Japan In-depth / 2016年1月13日 9時15分

[宮家邦彦]【中国激怒、北朝鮮の核実験】~越えてはならない一線越えた~

 元旦から嫌な事件が続いている。東アジアでは6日に北朝鮮が四回目の核実験を実施。ピョンヤンは「水爆」と誇示するが、より現実的な脅威は核弾頭の「小型化」だ。ノドンミサイルに搭載可能となれば、日本に対する真の具体的脅威となり得る。この意味でも、昨年末に「日韓合意」が成立したことは大きかったといえるだろう。

この核実験の真の敗者は中国だ。政府関係者は「(北朝鮮は)越えてはならない一線を越えた」と激怒したそうな。「中国の面子が潰れた」で済む話ではない。他方、中国は北朝鮮を見捨てることなどできないはずだ。中国国内経済が厳しい今、北京に特効薬はない。習近平氏がこの問題で過剰反応しなければ良いのだが・・・。

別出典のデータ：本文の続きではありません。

// Copyright (c) 2025, Jason Jenkins
// SPDX-License-Identifier: BSD-3-Clause

//! Deterministic project identity.
//!
//! Two-stage SHA-256 scheme: the encoded screenshot (salted with a fresh
//! timestamp nonce) and the canonical JSON of the element dump are hashed
//! independently, then the pair is hashed once more into the 64-character
//! project id. The nonce makes byte-identical re-uploads produce distinct
//! ids on purpose; the combination step itself is fully deterministic.
//!
//! The short display id seeds a base-36 token generator with the first
//! 16 hex characters of the full id, yielding `DZ` + 8 characters over
//! the alphabet A-Z0-9.

use chrono::Utc;
use serde_json::Value;
use sha2::{Digest, Sha256};

const SHORT_ID_ALPHABET: &[u8; 36] = b"ABCDEFGHIJKLMNOPQRSTUVWXYZ0123456789";
const SHORT_ID_LEN: usize = 8;

#[derive(Debug, Clone, PartialEq, Eq)]
pub struct ProjectIdentity {
    pub id: String,
    pub short_id: String,
}

/// Generate a fresh identity for an upload. Always salted; identical
/// content uploaded twice never collides.
pub fn generate(image_payload: &str, dump: &Value) -> ProjectIdentity {
    let nonce = Utc::now().timestamp_micros().to_string();
    let image_hash = salted_image_hash(image_payload, &nonce);
    let label = label_hash(dump);
    let id = combine_hashes(&image_hash, &label);
    let short_id = short_id(&id);
    ProjectIdentity { id, short_id }
}

/// Hash the image payload with a nonce appended as `payload::nonce`.
pub fn salted_image_hash(image_payload: &str, nonce: &str) -> String {
    sha256_hex(&format!("{}::{}", image_payload, nonce))
}

/// Hash the canonical serialization of the element dump: keys sorted
/// lexicographically, no incidental whitespace, so semantically identical
/// payloads hash identically regardless of source key order.
pub fn label_hash(dump: &Value) -> String {
    sha256_hex(&canonical_json(dump))
}

/// Combine the two stage-one digests into the final project id.
pub fn combine_hashes(image_hash: &str, label_hash: &str) -> String {
    sha256_hex(&format!("{}:{}", image_hash, label_hash))
}

/// Canonical JSON: objects re-serialized with sorted keys at every
/// nesting level, compact separators.
pub fn canonical_json(value: &Value) -> String {
    fn write(value: &Value, out: &mut String) {
        match value {
            Value::Object(map) => {
                let mut keys: Vec<&String> = map.keys().collect();
                keys.sort();
                out.push('{');
                for (i, key) in keys.iter().enumerate() {
                    if i > 0 {
                        out.push(',');
                    }
                    out.push_str(&Value::String((*key).clone()).to_string());
                    out.push(':');
                    write(&map[*key], out);
                }
                out.push('}');
            }
            Value::Array(items) => {
                out.push('[');
                for (i, item) in items.iter().enumerate() {
                    if i > 0 {
                        out.push(',');
                    }
                    write(item, out);
                }
                out.push(']');
            }
            other => out.push_str(&other.to_string()),
        }
    }
    let mut out = String::new();
    write(value, &mut out);
    out
}

/// Short display id: first 16 hex characters of the full id seed a
/// deterministic base-36 token, truncated to 8 characters and prefixed
/// with the literal `DZ`.
pub fn short_id(full_id: &str) -> String {
    let seed = &full_id[..full_id.len().min(16)];
    let digest = Sha256::digest(seed.as_bytes());

    let mut n = u128::from_be_bytes(digest[..16].try_into().unwrap());
    let mut token = String::with_capacity(SHORT_ID_LEN + 2);
    token.push_str("DZ");
    for _ in 0..SHORT_ID_LEN {
        token.push(SHORT_ID_ALPHABET[(n % 36) as usize] as char);
        n /= 36;
    }
    token
}

fn sha256_hex(input: &str) -> String {
    format!("{:x}", Sha256::digest(input.as_bytes()))
}

#[cfg(test)]
mod tests {
    use super::*;
    use serde_json::json;

    #[test]
    fn test_canonical_json_sorts_keys() {
        let a = json!({"b": 1, "a": 2});
        let b = json!({"a": 2, "b": 1});
        assert_eq!(canonical_json(&a), canonical_json(&b));
        assert_eq!(canonical_json(&a), r#"{"a":2,"b":1}"#);
    }

    #[test]
    fn test_canonical_json_sorts_nested_keys() {
        let v = json!({"z": {"b": 1, "a": [{"y": 0, "x": 1}]}, "a": "s"});
        assert_eq!(
            canonical_json(&v),
            r#"{"a":"s","z":{"a":[{"x":1,"y":0}],"b":1}}"#
        );
    }

    #[test]
    fn test_canonical_label_hashes_match() {
        let a = json!({"b": 1, "a": 2});
        let b = json!({"a": 2, "b": 1});
        assert_eq!(label_hash(&a), label_hash(&b));
    }

    #[test]
    fn test_combine_is_deterministic() {
        let image_hash = salted_image_hash("payload", "1234567890");
        let label = label_hash(&json!({"1": {"bounds": "[0,0][50,20]"}}));
        let first = combine_hashes(&image_hash, &label);
        let second = combine_hashes(&image_hash, &label);
        assert_eq!(first, second);
        assert_eq!(first.len(), 64);
        assert!(first.chars().all(|c| c.is_ascii_hexdigit() && !c.is_ascii_uppercase()));
    }

    #[test]
    fn test_nonce_changes_id() {
        let dump = json!({"1": {"bounds": "[0,0][50,20]"}});
        let label = label_hash(&dump);
        let a = combine_hashes(&salted_image_hash("payload", "1000"), &label);
        let b = combine_hashes(&salted_image_hash("payload", "1001"), &label);
        assert_ne!(a, b);
    }

    #[test]
    fn test_generate_never_collides_for_identical_content() {
        let dump = json!({"1": {"bounds": "[0,0][50,20]"}});
        let a = generate("payload", &dump);
        std::thread::sleep(std::time::Duration::from_millis(2));
        let b = generate("payload", &dump);
        assert_ne!(a.id, b.id);
    }

    #[test]
    fn test_short_id_shape() {
        let id = "a".repeat(64);
        let short = short_id(&id);
        assert_eq!(short.len(), 10);
        assert!(short.starts_with("DZ"));
        assert!(short[2..]
            .bytes()
            .all(|b| b.is_ascii_uppercase() || b.is_ascii_digit()));
    }

    #[test]
    fn test_short_id_deterministic_in_seed_prefix() {
        // Only the first 16 characters participate.
        let a = format!("{}{}", "0123456789abcdef", "0".repeat(48));
        let b = format!("{}{}", "0123456789abcdef", "f".repeat(48));
        assert_eq!(short_id(&a), short_id(&b));

        let c = format!("{}{}", "1123456789abcdef", "0".repeat(48));
        assert_ne!(short_id(&a), short_id(&c));
    }

}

ドイツでも忌まわしい事件が発覚した。昨年大晦日から元旦にかけてケルンなどドイツ各地で女性への強盗や暴行が多発した。案の定、その容疑者の多くが中東・アフリカからの難民申請者だったというのだ。これで難民に対するドイツの国民感情は悪化し、受け入れ反対派が一層勢いを増すだろう。

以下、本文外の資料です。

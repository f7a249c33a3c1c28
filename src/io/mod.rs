// Copyright (c) 2025, Jason Jenkins
// SPDX-License-Identifier: BSD-3-Clause

//! I/O operations for screenshots, element dumps, and exports.

pub mod dump;
pub mod export;
pub mod screenshot;
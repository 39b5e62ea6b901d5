//! Analytics aggregation engine.
//!
//! Turns a validated [`ReportFilter`] into one consistent [`DashboardReport`]:
//! per-user summaries, top-site rankings, daily trends, the blocked-site
//! leaderboard, whole-range totals, and the enriched weekly top-sites report.
//! All metric queries share one composed predicate so every number describes
//! the same population, and each sub-query is fault-isolated so a single
//! storage failure degrades one section instead of the whole dashboard.

pub mod badges;
pub mod dashboard;
pub mod filter;
pub mod models;
pub mod predicate;
pub mod weekly;

pub use badges::BadgeThresholds;
pub use dashboard::{build_dashboard, build_dashboard_with_timeout, ReportConfig, ReportError};
pub use filter::{FilterError, ReportFilter};
pub use models::DashboardReport;
pub use predicate::VisitPredicate;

現場の一つはケルン大聖堂近くの中央駅周辺、新年を祝う群衆にまぎれた犯行だった。先週、ケルン警察トップが更迭されたが、これだけで幕引きは無理だろう。昨年ご紹介したペギーダ(西洋のイスラム化に反対する愛国的欧州人)などもケルン中心部で大規模デモを行い、一部が暴徒化して警官隊と衝突する騒ぎが起きている。

○欧州・ロシア

ドイツではつい最近まで難民受け入れでは歓迎ムードが支配的だったが、ドイツに入った難民は昨年1年間で過去最多の110万人。これで犯罪が起きない方が不思議なくらいだ。理想と現実の乖離は大きい。ドイツもようやく英仏並ということだが、このような形でメルケル人気が翳ることは欧州全体にとって良い兆候ではないだろう。

〇東アジア・大洋州

12日に外務次官級の第14回日韓ハイレベル経済協議が開かれる。中国経済の悪化が日韓関係に何をもたらすか。16日に台湾総統選・立法委員選があり、筆者も出張してくる。一方、16-18日には北京でAIIB発足式典と第1回総会が予定されている。中国の外貨準備の実態が報じられる通りなら、式典どころではないはずだが・・・。

〇中東・アフリカ

先週先鋭化したサウジとイランの対立は二週間目に入ったが、これまでのところ双方とも一定の自制が働いているようだ。これには米国の圧力もあっただろうが、それよりも筆者が注目するのは原油版MAD(相互確証破壊)である。一方が原油の流れに手を付ければ、相手も必ず報復するからだ。